Make fake batch object

Arguments:

  • configuration - configuration of dataset
  • temporally_align_examples - ption to align examples (within the batch) in time

  • Returns - batch object

save_netcdf

def save_netcdf(batch_i: int, path: Path)

Save batch to netcdf file

Arguments:

  • batch_i - the batch id, used to make the filename
  • path - the path where it will be saved. This can be local or in the cloud.

load_netcdf

@staticmethod
def load_netcdf(local_netcdf_path: Union[Path, str],
                batch_idx: int,
                data_sources_names: Optional[list[str]] = None) -> Batch

Load batch from netcdf file

download_batch_and_load_batch

@staticmethod
def download_batch_and_load_batch(
        batch_idx,
        tmp_path: str,
        src_path: str,
        data_sources_names: Optional[List[str]] = None) -> Batch

Download batch from src to temp

Arguments:

  • batch_idx - which batch index to download and load
  • data_sources_names - list of data source names
  • tmp_path - the temporary path, where files are downloaded to
  • src_path - the path where files are downloaded from

  • Returns - batch object

Example Objects

class Example(BaseModel)

Single Data item

Note that this is currently not really used

data_sources

@property
def data_sources()

The different data sources

join_two_batches

def join_two_batches(
        batches: List[Batch],
        data_sources_names: Optional[List[str]] = None,
        first_batch_examples: Optional[List[int]] = None,
        second_batch_examples: Optional[List[int]] = None) -> Batch

Join two batches

Arguments:

  • batches - list of batches to be mixes
  • data_sources_names - list of data source names
  • first_batch_examples - list of indexes that we should use for the first batch
  • second_batch_examples - list of indexes that we should use for the second batch

  • Returns - batch object, mixture of two given

dataset.xr_utils

Useful functions for xarray objects

  1. joining data arrays to datasets
  2. pydantic exentions model of xr.Dataset

join_list_dataset_to_batch_dataset

def join_list_dataset_to_batch_dataset(
        datasets: list[xr.Dataset]) -> xr.Dataset

Join a list of data sets to a dataset by expanding dims

convert_coordinates_to_indexes_for_list_datasets

def convert_coordinates_to_indexes_for_list_datasets(
        examples: List[xr.Dataset]) -> List[xr.Dataset]

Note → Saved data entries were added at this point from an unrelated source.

use crate::foundation::error::{OverlayError, OverlayResult};

pub use kurbo::{Point, Rect, Vec2};

/// 0-based output frame index. Frame `i` shows retained telemetry sample `i`.
#[derive(
    Clone, Copy, Debug, PartialEq, Eq, PartialOrd, Ord, Hash, serde::Serialize, serde::Deserialize,
)]
pub struct FrameIndex(pub u64);

/// Frames-per-second represented as a rational `num/den`.
#[derive(Clone, Copy, Debug, PartialEq, Eq, serde::Serialize, serde::Deserialize)]
pub struct Fps {
    /// Numerator (frames).
    pub num: u32,
    /// Denominator (seconds), must be non-zero.
    pub den: u32,
}

impl Fps {
    /// Create a validated FPS value.
    pub fn new(num: u32, den: u32) -> OverlayResult<Self> {
        if den == 0 {
            return Err(OverlayError::validation("Fps den must be > 0"));
        }
        if num == 0 {
            return Err(OverlayError::validation("Fps num must be > 0"));
        }
        Ok(Self { num, den })
    }

    /// Convert to floating-point FPS.
    pub fn as_f64(self) -> f64 {
        f64::from(self.num) / f64::from(self.den)
    }

    /// Convert frame count to seconds.
    pub fn frames_to_secs(self, frames: u64) -> f64 {
        (frames as f64) * f64::from(self.den) / f64::from(self.num)
    }
}

/// Output canvas dimensions in pixels.
#[derive(Clone, Copy, Debug, PartialEq, Eq, serde::Serialize, serde::Deserialize)]
pub struct Canvas {
    /// Width in pixels.
    pub width: u32,
    /// Height in pixels.
    pub height: u32,
}

impl Canvas {
    /// Byte length of one tightly packed RGBA8 frame.
    pub fn frame_bytes(self) -> usize {
        (self.width as usize)
            .saturating_mul(self.height as usize)
            .saturating_mul(4)
    }

    /// Dimensions as the `u16` pair required by the rasterizer.
    pub fn to_u16(self) -> OverlayResult<(u16, u16)> {
        let w = u16::try_from(self.width).map_err(|_| {
            OverlayError::render(format!("canvas width {} exceeds u16", self.width))
        })?;
        let h = u16::try_from(self.height).map_err(|_| {
            OverlayError::render(format!("canvas height {} exceeds u16", self.height))
        })?;
        Ok((w, h))
    }
}

/// Straight (non-premultiplied) RGBA8 color. Defaults to transparent black.
#[derive(
    Clone, Copy, Debug, Default, PartialEq, Eq, serde::Serialize, serde::Deserialize,
)]
pub struct Rgba8 {
    /// Red channel.
    pub r: u8,
    /// Green channel.
    pub g: u8,
    /// Blue channel.
    pub b: u8,
    /// Alpha channel.
    pub a: u8,
}

impl Rgba8 {
    /// Build a color from straight-alpha channels.
    pub const fn new(r: u8, g: u8, b: u8, a: u8) -> Self {
        Self { r, g, b, a }
    }

    pub(crate) fn to_cpu(self) -> vello_cpu::peniko::Color {
        vello_cpu::peniko::Color::from_rgba8(self.r, self.g, self.b, self.a)
    }
}

#[cfg(test)]
#[path = "../../tests/unit/foundation/core.rs"]
mod tests;
use super::*;

const ROW: &str = "1,2024-05-01T10:00:00Z,51.5,-0.12,30.0,63.9,0.25,-0.40";

fn load(text: &str) -> OverlayResult<Telemetry> {
    load_reader(std::io::Cursor::new(text.as_bytes().to_vec()))
}

#[test]
fn parses_required_columns_and_flips_lateral_sign() {
    let s = parse_row(ROW).unwrap();
    assert_eq!(s.latitude, 51.5);
    assert_eq!(s.longitude, -0.12);
    assert_eq!(s.speed, 63.9);
    assert_eq!(s.g_longitudinal, 0.25);
    assert_eq!(s.g_lateral, 0.40);
}

#[test]
fn ignores_extra_fields_and_padding() {
    let s = parse_row("7, t , 51.5 , -0.12 ,x, 40 ,-0.1, 0.3 ,extra,more").unwrap();
    assert_eq!(s.speed, 40.0);
    assert_eq!(s.g_longitudinal, -0.1);
    assert_eq!(s.g_lateral, -0.3);
}

#[test]
fn rejects_short_and_non_numeric_rows() {
    assert!(parse_row("1,t,51.5,-0.12,30.0,63.9,0.25").is_none());
    assert!(parse_row("1,t,51.5,abc,30.0,63.9,0.25,-0.40").is_none());
    assert!(parse_row("1,t,51.5,-0.12,30.0,,0.25,-0.40").is_none());
    assert!(parse_row("1,t,NaN,-0.12,30.0,63.9,0.25,-0.40").is_none());
    assert!(parse_row("1,t,51.5,inf,30.0,63.9,0.25,-0.40").is_none());
}

#[test]
fn unused_columns_may_be_garbage() {
    assert!(parse_row("1,??,51.5,-0.12,n/a,63.9,0.25,-0.40").is_some());
}

#[test]
fn skips_headers_comments_and_malformed_rows() {
    let text = format!(
        "Session,Lap\n# exported\n\n{ROW}\n2,t,51.6,-0.13,0,64.0,0.1\n3,t,51.7,-0.14,0,65.0,0.2,0.1\n"
    );
    let t = load(&text).unwrap();
    assert_eq!(t.len(), 2);
    assert_eq!(t.latitude(), &[51.5, 51.7]);
    assert_eq!(t.speed(), &[63.9, 65.0]);
    assert_eq!(t.g_lateral(), &[0.40, -0.1]);
}

#[test]
fn columns_stay_aligned() {
    let text = format!("{ROW}\n1,t,x,1,1,1,1,1\n{ROW}\n");
    let t = load(&text).unwrap();
    let n = t.len();
    assert_eq!(n, 2);
    assert_eq!(t.longitude().len(), n);
    assert_eq!(t.speed().len(), n);
    assert_eq!(t.g_lateral().len(), n);
    assert_eq!(t.g_longitudinal().len(), n);
}

#[test]
fn strips_utf8_bom_on_first_line() {
    let text = format!("\u{feff}{ROW}\n");
    let t = load(&text).unwrap();
    assert_eq!(t.len(), 1);
}

#[test]
fn lines_with_leading_whitespace_are_not_data() {
    let text = format!(" {ROW}\n{ROW}\n");
    assert_eq!(load(&text).unwrap().len(), 1);
}

#[test]
fn empty_or_header_only_log_is_fatal() {
    let err = load("").unwrap_err();
    assert!(matches!(err, OverlayError::Telemetry(_)));
    assert!(err.to_string().contains("no valid telemetry rows"));

    let err = load("Time,Lat,Lon\n# nothing here\n").unwrap_err();
    assert!(matches!(err, OverlayError::Telemetry(_)));
}

#[test]
fn missing_file_is_telemetry_error() {
    let err = load_path("tests/data/does-not-exist.csv").unwrap_err();
    assert!(matches!(err, OverlayError::Telemetry(_)));
    assert!(err.to_string().contains("does-not-exist.csv"));
}

#[test]
fn bounds_and_samples_follow_columns() {
    let text = "1,t,10.0,20.0,0,50,0.5,0.5\n2,t,11.0,19.0,0,60,0.0,-1.0\n";
    let t = load(text).unwrap();
    let b = t.bounds().unwrap();
    assert_eq!((b.min_lat, b.max_lat, b.min_lon, b.max_lon), (10.0, 11.0, 19.0, 20.0));
    let s = t.sample(1).unwrap();
    assert_eq!(s.speed, 60.0);
    assert_eq!(s.g_lateral, 1.0);
    assert!((s.g_magnitude() - 1.0).abs() < 1e-12);
    assert!(t.sample(2).is_none());
}
use super::*;

fn cfg(num: u32, den: u32) -> SinkConfig {
    SinkConfig {
        width: 1920,
        height: 1440,
        fps: Fps::new(num, den).unwrap(),
    }
}

#[test]
fn encoder_args_describe_raw_rgba_in_and_qtrle_out() {
    let args = encoder_args(&cfg(25, 1), true);
    let expected = [
        "-y",
        "-loglevel",
        "error",
        "-f",
        "rawvideo",
        "-pix_fmt",
        "rgba",
        "-s",
        "1920x1440",
        "-r",
        "25",
        "-i",
        "pipe:0",
        "-an",
        "-c:v",
        "qtrle",
        "-pix_fmt",
        "argb",
    ];
    assert_eq!(args, expected);
}

#[test]
fn no_overwrite_uses_dash_n() {
    let args = encoder_args(&cfg(25, 1), false);
    assert_eq!(args[0], "-n");
}

#[test]
fn fractional_fps_is_rational() {
    assert_eq!(fps_arg(Fps::new(30000, 1001).unwrap()), "30000/1001");
    assert_eq!(fps_arg(Fps::new(50, 1).unwrap()), "50");
}

#[test]
fn opts_default_to_overwrite() {
    let o = FfmpegSinkOpts::new("out/race.mov");
    assert!(o.overwrite);
    assert_eq!(o.out_path, PathBuf::from("out/race.mov"));
}

#[test]
fn push_before_begin_is_stream_error() {
    let mut sink = FfmpegSink::new(FfmpegSinkOpts::new("unused.mov"));
    let frame = FrameRGBA {
        width: 1,
        height: 1,
        data: vec![0; 4],
        premultiplied: true,
    };
    let err = sink.push_frame(FrameIndex(0), &frame).unwrap_err();
    assert!(matches!(err, OverlayError::Stream { .. }));
    assert!(sink.end().is_err());
}

#[test]
fn begin_refuses_existing_output_without_overwrite() {
    let dir = std::env::temp_dir().join(format!("race-overlay-ffmpeg-{}", std::process::id()));
    std::fs::create_dir_all(&dir).unwrap();
    let out = dir.join("exists.mov");
    std::fs::write(&out, b"old").unwrap();

    let mut opts = FfmpegSinkOpts::new(&out);
    opts.overwrite = false;
    let mut sink = FfmpegSink::new(opts);
    let err = sink.begin(cfg(25, 1)).unwrap_err();
    assert!(matches!(err, OverlayError::Validation(_)));
    assert!(err.to_string().contains("already exists"));
    assert_eq!(std::fs::read(&out).unwrap(), b"old");

    let _ = std::fs::remove_dir_all(&dir);
}

#[test]
fn ensure_parent_dir_accepts_bare_file_names() {
    ensure_parent_dir(Path::new("race.mov")).unwrap();
}

#[test]
fn encoder_command_writes_to_out_path_last() {
    let mut opts = FfmpegSinkOpts::new("out/race.mov");
    opts.overwrite = false;
    let cmd = encoder_command(&cfg(25, 1), &opts);
    assert_eq!(cmd.get_program(), "ffmpeg");
    let args: Vec<String> = cmd
        .get_args()
        .map(|a| a.to_string_lossy().into_owned())
        .collect();
    assert_eq!(args.first().map(String::as_str), Some("-n"));
    assert_eq!(args.last().map(String::as_str), Some("out/race.mov"));
    assert_eq!(args.len(), encoder_args(&cfg(25, 1), false).len() + 1);
}

#[cfg(target_os = "linux")]
#[test]
fn encoder_runs_in_its_own_process_group() {
    // Prints the shell's pid and its process group id (field 5 of /proc/<pid>/stat).
    let mut cmd = Command::new("sh");
    cmd.args(["-c", "echo $$ $(cut -d' ' -f5 /proc/$$/stat)"])
        .stdout(Stdio::piped());
    own_process_group(&mut cmd);
    let out = cmd.output().unwrap();
    let text = String::from_utf8_lossy(&out.stdout);
    let ids: Vec<&str> = text.split_whitespace().collect();
    assert_eq!(ids.len(), 2, "{text}");
    assert_eq!(ids[0], ids[1], "child should lead its own process group");

    // Without the setting the child inherits this process's group.
    let inherited = Command::new("sh")
        .args(["-c", "echo $$ $(cut -d' ' -f5 /proc/$$/stat)"])
        .output()
        .unwrap();
    let text = String::from_utf8_lossy(&inherited.stdout);
    let ids: Vec<&str> = text.split_whitespace().collect();
    assert_ne!(ids[0], ids[1]);
}
use std::sync::atomic::{AtomicBool, Ordering};

use crate::config::OverlayConfig;
use crate::encode::sink::{FrameSink, SinkConfig};
use crate::foundation::core::FrameIndex;
use crate::foundation::error::{OverlayError, OverlayResult};
use crate::projection::track::{ProjectorOpts, TrackProjection, project_track};
use crate::render::backend::FrameRGBA;
use crate::render::compositor::FrameCompositor;
use crate::render::text::TextPainter;
use crate::telemetry::{Telemetry, TelemetrySample};

/// Summary of a streamed run.
#[derive(Clone, Copy, Debug, Default, PartialEq, Eq)]
pub struct StreamStats {
    /// Frames the run was expected to produce.
    pub frames_total: u64,
    /// Frames fully written to the sink.
    pub frames_written: u64,
}

/// One overlay run: projected track, compositor and the telemetry it draws from.
///
/// Frame `i` shows retained sample `i`, i.e. telemetry row `trim + i`.
pub struct OverlaySession {
    cfg: OverlayConfig,
    telemetry: Telemetry,
    projection: TrackProjection,
    compositor: FrameCompositor,
}

impl OverlaySession {
    /// Validate `cfg`, project the track and pre-render the track layer.
    pub fn new(
        cfg: OverlayConfig,
        telemetry: Telemetry,
        text: Box<dyn TextPainter>,
    ) -> OverlayResult<Self> {
        cfg.validate()?;
        if telemetry.is_empty() {
            return Err(OverlayError::telemetry("no telemetry samples"));
        }
        let projection = project_track(
            telemetry.latitude(),
            telemetry.longitude(),
            &ProjectorOpts::from_config(&cfg),
        )?;
        let compositor = FrameCompositor::new(&cfg, &projection, text)?;
        Ok(Self {
            cfg,
            telemetry,
            projection,
            compositor,
        })
    }

    /// Run configuration.
    pub fn config(&self) -> &OverlayConfig {
        &self.cfg
    }

    /// Projected track.
    pub fn projection(&self) -> &TrackProjection {
        &self.projection
    }

    /// Frame compositor.
    pub fn compositor(&self) -> &FrameCompositor {
        &self.compositor
    }

    /// Number of frames a full run produces.
    pub fn frame_count(&self) -> u64 {
        self.projection.len() as u64
    }

    /// Telemetry sample shown on frame `idx`.
    pub fn sample_for(&self, idx: FrameIndex) -> OverlayResult<TelemetrySample> {
        let retained = self.projection.retained();
        usize::try_from(idx.0)
            .ok()
            .map(|i| retained.start + i)
            .filter(|i| retained.contains(i))
            .and_then(|i| self.telemetry.sample(i))
            .ok_or_else(|| {
                OverlayError::validation(format!(
                    "frame {} out of range (run has {} frames)",
                    idx.0,
                    self.frame_count()
                ))
            })
    }

    /// Compose a single frame.
    pub fn render_frame(&mut self, idx: FrameIndex) -> OverlayResult<FrameRGBA> {
        let sample = self.sample_for(idx)?;
        self.compositor.compose(idx, &sample)
    }

    /// Compose every frame in order and stream it into `sink`.
    ///
    /// Aborts at the first failure: the frame after a failed write is never composed. When
    /// `cancel` is set between frames, the sink is ended so the encoder can finalize, and
    /// [`OverlayError::Interrupted`] is returned.
    #[tracing::instrument(skip_all, fields(frames = self.frame_count()))]
    pub fn stream(
        &mut self,
        sink: &mut dyn FrameSink,
        cancel: Option<&AtomicBool>,
    ) -> OverlayResult<StreamStats> {
        let total = self.frame_count();
        let fps = self.cfg.frame_rate()?;
        tracing::info!(
            width = self.cfg.width,
            height = self.cfg.height,
            fps = fps.as_f64(),
            "starting stream"
        );
        sink.begin(SinkConfig {
            width: self.cfg.width,
            height: self.cfg.height,
            fps,
        })?;

        let mut last_pct = None;
        for i in 0..total {
            if cancel.is_some_and(|c| c.load(Ordering::SeqCst)) {
                tracing::warn!(delivered = i, "interrupted, finalizing encoder");
                if let Err(e) = sink.end() {
                    tracing::warn!(error = %e, "encoder shutdown after interrupt failed");
                }
                return Err(OverlayError::Interrupted { delivered: i });
            }

            let idx = FrameIndex(i);
            let frame = self.render_frame(idx)?;
            sink.push_frame(idx, &frame).map_err(|e| e.at_frame(i, i))?;

            let pct = (i + 1) * 100 / total;
            if last_pct != Some(pct) {
                last_pct = Some(pct);
                tracing::info!(progress = pct, frame = i, "streaming");
            }
        }

        sink.end().map_err(|e| match e {
            OverlayError::Stream { message, .. } => OverlayError::Stream {
                index: None,
                delivered: total,
                message,
            },
            other => other,
        })?;

        tracing::info!(
            frames = total,
            secs = fps.frames_to_secs(total),
            "overlay complete"
        );
        Ok(StreamStats {
            frames_total: total,
            frames_written: total,
        })
    }
}

#[cfg(test)]
#[path = "../../tests/unit/session/overlay_session.rs"]
mod tests;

Set the coords to be indices before joining into a batch

convert_coordinates_to_indexes

def convert_coordinates_to_indexes(dataset: xr.Dataset) -> xr.Dataset

Reindex dims so that it can be merged with batch.

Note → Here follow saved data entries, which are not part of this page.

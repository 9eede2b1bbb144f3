use crate::foundation::core::Canvas;
use crate::foundation::error::{OverlayError, OverlayResult};
use crate::foundation::math::{add_sat_u8, mul_div255_u8, unpremul_u8};

/// A composed frame as RGBA8 pixels.
///
/// Frames produced by the compositor are **premultiplied alpha**; the `premultiplied` flag makes
/// this explicit at the sink boundary, where frames are converted to straight alpha.
#[derive(Clone, Debug, PartialEq, Eq)]
pub struct FrameRGBA {
    /// Frame width in pixels.
    pub width: u32,
    /// Frame height in pixels.
    pub height: u32,
    /// RGBA8 bytes, tightly packed, row-major.
    pub data: Vec<u8>,
    /// Whether the `data` is premultiplied alpha.
    pub premultiplied: bool,
}

impl FrameRGBA {
    /// Fully transparent frame.
    pub fn transparent(canvas: Canvas) -> Self {
        Self {
            width: canvas.width,
            height: canvas.height,
            data: vec![0u8; canvas.frame_bytes()],
            premultiplied: true,
        }
    }

    /// RGBA bytes at `(x, y)`, or `None` outside the frame.
    pub fn pixel(&self, x: u32, y: u32) -> Option<[u8; 4]> {
        if x >= self.width || y >= self.height {
            return None;
        }
        let i = ((y as usize) * (self.width as usize) + (x as usize)) * 4;
        let px = self.data.get(i..i + 4)?;
        Some([px[0], px[1], px[2], px[3]])
    }

    /// Copy with straight (non-premultiplied) alpha.
    pub fn to_straight(&self) -> FrameRGBA {
        if !self.premultiplied {
            return self.clone();
        }
        let mut data = vec![0u8; self.data.len()];
        unpremultiply_rgba8(&mut data, &self.data);
        FrameRGBA {
            width: self.width,
            height: self.height,
            data,
            premultiplied: false,
        }
    }
}

/// CPU rasterizer wrapping a reusable `vello_cpu` context and scratch pixmap.
pub(crate) struct CpuRaster {
    ctx: vello_cpu::RenderContext,
    scratch: vello_cpu::Pixmap,
}

impl CpuRaster {
    pub(crate) fn new(canvas: Canvas) -> OverlayResult<Self> {
        let (w, h) = canvas.to_u16()?;
        if w == 0 || h == 0 {
            return Err(OverlayError::render("canvas must be non-empty"));
        }
        Ok(Self {
            ctx: vello_cpu::RenderContext::new(w, h),
            scratch: vello_cpu::Pixmap::new(w, h),
        })
    }

    /// Run `f` against a fresh context and return the rendered premultiplied bytes.
    pub(crate) fn draw(
        &mut self,
        f: impl FnOnce(&mut vello_cpu::RenderContext) -> OverlayResult<()>,
    ) -> OverlayResult<&[u8]> {
        self.ctx.reset();
        self.ctx.set_transform(vello_cpu::kurbo::Affine::IDENTITY);
        f(&mut self.ctx)?;
        self.ctx.flush();
        self.scratch.data_as_u8_slice_mut().fill(0);
        self.ctx.render_to_pixmap(&mut self.scratch);
        Ok(self.scratch.data_as_u8_slice())
    }
}

/// Convert any `kurbo` shape into a rasterizer path.
pub(crate) fn shape_to_cpu(shape: &impl kurbo::Shape) -> vello_cpu::kurbo::BezPath {
    use kurbo::PathEl;

    let mut out = vello_cpu::kurbo::BezPath::new();
    for el in shape.path_elements(0.1) {
        match el {
            PathEl::MoveTo(p) => out.move_to(vello_cpu::kurbo::Point::new(p.x, p.y)),
            PathEl::LineTo(p) => out.line_to(vello_cpu::kurbo::Point::new(p.x, p.y)),
            PathEl::QuadTo(p1, p2) => out.quad_to(
                vello_cpu::kurbo::Point::new(p1.x, p1.y),
                vello_cpu::kurbo::Point::new(p2.x, p2.y),
            ),
            PathEl::CurveTo(p1, p2, p3) => out.curve_to(
                vello_cpu::kurbo::Point::new(p1.x, p1.y),
                vello_cpu::kurbo::Point::new(p2.x, p2.y),
                vello_cpu::kurbo::Point::new(p3.x, p3.y),
            ),
            PathEl::ClosePath => out.close_path(),
        }
    }
    out
}

/// Premultiplied source-over of `src` onto `dst`.
pub(crate) fn premul_over_in_place(dst: &mut [u8], src: &[u8]) -> OverlayResult<()> {
    if dst.len() != src.len() || !dst.len().is_multiple_of(4) {
        return Err(OverlayError::render(
            "premul_over_in_place expects equal-length rgba8 buffers",
        ));
    }
    for (d, s) in dst.chunks_exact_mut(4).zip(src.chunks_exact(4)) {
        let sa = u16::from(s[3]);
        if sa == 0 {
            continue;
        }
        if sa == 255 {
            d.copy_from_slice(s);
            continue;
        }
        let inv = 255u16 - sa;
        d[3] = add_sat_u8(s[3], mul_div255_u8(u16::from(d[3]), inv));
        for c in 0..3 {
            let dc = mul_div255_u8(u16::from(d[c]), inv);
            d[c] = add_sat_u8(s[c], dc);
        }
    }
    Ok(())
}

/// Convert premultiplied RGBA8 to straight RGBA8. Fully transparent pixels become all zero.
pub(crate) fn unpremultiply_rgba8(dst: &mut [u8], src: &[u8]) {
    for (d, s) in dst.chunks_exact_mut(4).zip(src.chunks_exact(4)) {
        let a = s[3];
        match a {
            0 => d.fill(0),
            255 => d.copy_from_slice(s),
            _ => {
                d[0] = unpremul_u8(s[0], a);
                d[1] = unpremul_u8(s[1], a);
                d[2] = unpremul_u8(s[2], a);
                d[3] = a;
            }
        }
    }
}

#[cfg(test)]
#[path = "../../tests/unit/render/backend.rs"]
mod tests;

For each dimension in dataset, change the coords to 0.. len(original_coords), and append "_index" to the dimension name. And save the original coordinates in original_dim_name.

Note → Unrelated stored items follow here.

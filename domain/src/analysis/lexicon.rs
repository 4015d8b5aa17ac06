//! Fixed keyword tables driving classification and quality heuristics.
//!
//! Every heuristic in the analysis pipeline matches against one of these
//! lists, always on lowercased text. Keeping them in one place makes the
//! behavior auditable: a scoring change is a diff to a table, not to logic.

// ==================== Query classification ====================

/// Marks a comparison query ("X vs Y", "difference between")
pub const COMPARISON_QUERY_PATTERNS: [&str; 10] = [
    "compare",
    " versus ",
    " vs ",
    " vs.",
    "difference between",
    "better than",
    "which is better",
    "pros and cons",
    "trade-off",
    "tradeoff",
];

/// Marks an explanation query; checked before the technical bucket so
/// "explain recursion" does not land in `Technical`
pub const EXPLANATION_QUERY_PATTERNS: [&str; 7] = [
    "explain",
    "how does",
    "why does",
    "why is",
    "why are",
    "walk me through",
    "in simple terms",
];

/// Marks a creative-writing query
pub const CREATIVE_QUERY_PATTERNS: [&str; 8] = [
    "write a story",
    "short story",
    "write a poem",
    "poem",
    "haiku",
    "song lyrics",
    "imagine a",
    "fictional",
];

/// Marks a technical/coding query
pub const TECHNICAL_QUERY_PATTERNS: [&str; 10] = [
    "implement",
    "write a function",
    "code",
    "debug",
    "algorithm",
    "compile",
    "refactor",
    "stack trace",
    "error message",
    "script",
];

/// Marks a factual lookup question; also drives the template-phrase kill
/// switch via [`Query::is_factual`](crate::core::query::Query::is_factual)
pub const FACTUAL_QUERY_PATTERNS: [&str; 13] = [
    "what is ",
    "what are ",
    "who is ",
    "who was ",
    "who wrote",
    "when did ",
    "when was ",
    "where is ",
    "capital of",
    "how many ",
    "how much ",
    "definition of",
    "define ",
];

/// Marks an analysis/research query
pub const REASONING_QUERY_PATTERNS: [&str; 8] = [
    "analyze",
    "analyse",
    "evaluate",
    "prove ",
    "step by step",
    "reason about",
    "research",
    "solve",
];

/// Technical vocabulary that raises the complexity estimate
pub const TECHNICAL_TERMS: [&str; 16] = [
    "algorithm",
    "architecture",
    "async",
    "compiler",
    "concurrency",
    "database",
    "distributed",
    "encryption",
    "framework",
    "kernel",
    "latency",
    "optimization",
    "protocol",
    "recursion",
    "runtime",
    "thread",
];

// ==================== Quality scoring ====================

/// Common words excluded from relevance terms and significant-word sets.
/// Only words longer than 3 characters matter to the filters, but the
/// short ones are kept so the list reads as one coherent set.
pub const STOPWORDS: [&str; 48] = [
    "the", "and", "for", "that", "this", "with", "what", "when", "where", "which", "whom",
    "whose", "will", "would", "could", "should", "does", "have", "from", "about", "into",
    "over", "after", "under", "between", "against", "during", "without", "before", "around",
    "among", "their", "there", "them", "then", "than", "your", "these", "those", "some",
    "such", "only", "also", "very", "just", "more", "most", "other",
];

/// Discourse transitions that raise the coherence score
pub const TRANSITION_WORDS: [&str; 17] = [
    "however",
    "therefore",
    "furthermore",
    "moreover",
    "additionally",
    "consequently",
    "in addition",
    "for example",
    "for instance",
    "in contrast",
    "on the other hand",
    "as a result",
    "in conclusion",
    "first",
    "second",
    "finally",
    "meanwhile",
];

/// AI self-reference phrases that lower coherence
pub const SELF_REFERENCE_PHRASES: [&str; 8] = [
    "as an ai ",
    "as an ai,",
    "as an ai.",
    "i am an ai",
    "i'm an ai",
    "as a language model",
    "i am a language model",
    "i'm a language model",
];

/// Generic filler openers that signal a templated non-answer
pub const TEMPLATE_PHRASES: [&str; 8] = [
    "here's what i know",
    "here is what i know",
    "a few important points",
    "in response to your question",
    "here are the key points",
    "here's a breakdown of",
    "let me break this down",
    "i'd be happy to help with that",
];

/// Words signalling a confident register
pub const CONFIDENCE_WORDS: [&str; 12] = [
    "definitely",
    "certainly",
    "clearly",
    "precisely",
    "specifically",
    "exactly",
    "undoubtedly",
    "confirmed",
    "established",
    "proven",
    "indeed",
    "without a doubt",
];

/// Words and hedges signalling an uncertain register
pub const UNCERTAINTY_WORDS: [&str; 16] = [
    "maybe",
    "perhaps",
    "possibly",
    "might be",
    "could be",
    "not sure",
    "unclear",
    "uncertain",
    "unsure",
    "i think",
    "i believe",
    "probably",
    "it seems",
    "appears to",
    "speculation",
    "roughly",
];

/// Endings that mark a response as cut off mid-thought
pub const TRUNCATION_MARKERS: [&str; 5] = [
    "...",
    "\u{2026}",
    "to be continued",
    "[truncated]",
    "continued in next",
];

// ==================== Blending ====================

/// Sentence markers the comparison blend collects across models
pub const COMPARISON_KEYWORDS: [&str; 17] = [
    "compared",
    "comparison",
    "versus",
    " vs ",
    "better",
    "worse",
    "advantage",
    "disadvantage",
    "whereas",
    "in contrast",
    "on the other hand",
    "stronger",
    "weaker",
    "faster",
    "slower",
    "cheaper",
    "more efficient",
];

/// Paragraph markers the technical blend splices a code block after
pub const CODE_CONTEXT_WORDS: [&str; 4] = ["code", "implementation", "example", "solution"];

This is useful to align multiple examples into a single batch.

PydanticXArrayDataSet Objects

class PydanticXArrayDataSet(xr.Dataset)

Pydantic Xarray Dataset Class

Adapted from https://pydantic-docs.helpmanual.io/usage/types/#classes-with-get_validators

model_validation

@classmethod
def model_validation(cls, v)

Specific model validation, to be overwritten by class

__get_validators__

@classmethod
def __get_validators__(cls)

Get validators

validate

@classmethod
def validate(cls, v: Any) -> Any

Do validation

validate_dims

@classmethod
def validate_dims(cls, v: Any) -> Any

Validate the dims

validate_coords

@classmethod
def validate_coords(cls, v: Any) -> Any

Validate the coords

validate_data_vars

@classmethod
def validate_data_vars(cls, v: Any) -> Any

Validate the data vars

convert_arrays_to_uint8

def convert_arrays_to_uint8(*arrays: tuple[np.ndarray]) -> tuple[np.ndarray]

Convert multiple arrays to uint8, using the same min and max to scale all arrays.